*The task*. Lines containing the string "impl": how many are there below? Answer with the number only.

[Excerpts from a dataset]
□ □ □ □

use bitvec::prelude::*;

pub trait PackBitvecFieldType {
    fn pack_into_bitvec(&self, bits: &mut BitVec<u8, Msb0>, width: usize);
}

impl PackBitvecFieldType for u128 {
    fn pack_into_bitvec(&self, bits: &mut BitVec<u8, Msb0>, width: usize) {
        assert!(width > 0, "Width must be at least 1");

        // Ensure that width does not exceed the size of the integer type
        assert!(width <= 128, "Width exceeds the bit size of the given type");

        for i in (0..width).rev() {
            bits.push(((*self) >> i) & 1 != 0);
        }
    }
}

impl PackBitvecFieldType for u32 {
    fn pack_into_bitvec(&self, bits: &mut BitVec<u8, Msb0>, width: usize) {
        assert!(width <= 32, "Width exceeds the bit size of the given type");
        let field: u128 = (*self).into();
        field.pack_into_bitvec(bits, width);
    }
}
//! Maidenhead locator and power packing for the 22-bit M field.
//!
//! From the WSPR coding process description
//! (<https://www.g4jnt.com/WSPR_Coding_Process.pdf>):
//!
//! ```text
//! M1 = (179 - 10 * (Loc[0] - 'A') - (Loc[2] - '0')) * 180
//!    + 10 * (Loc[1] - 'A') + (Loc[3] - '0')
//! M  = M1 * 128 + Pwr + 64
//! ```

use tracing::trace;

/// Pack a 4-character locator into the 15-bit M1 field.
///
/// The caller guarantees exactly four bytes. Locators outside AA00-RR99
/// are not rejected; the formula wraps modulo 2^32 and produces a
/// protocol-invalid M1.
pub fn pack_grid_into_15bits(locator: &str) -> u32 {
    let loc = locator.as_bytes();

    let m1 = (179 - 10 * (loc[0] as i32 - 'A' as i32) - (loc[2] as i32 - '0' as i32)) * 180
        + 10 * (loc[1] as i32 - 'A' as i32)
        + (loc[3] as i32 - '0' as i32);

    m1 as u32
}

/// Pack a locator and power level into the 22-bit M field.
///
/// Power is taken as given: out-of-range or off-grid dBm values still
/// produce a well-defined field by wrapping arithmetic, matching deployed
/// encoders. Callers wanting protocol-legal transmissions validate power
/// upstream.
pub fn pack_grid_power_into_22bits(locator: &str, power: i32) -> u32 {
    let m1 = pack_grid_into_15bits(locator);
    let m = m1
        .wrapping_mul(128)
        .wrapping_add(power as u32)
        .wrapping_add(64);
    trace!(m1, m, "grid and power packed");
    m
}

□ □ □ □

*Solution*. 2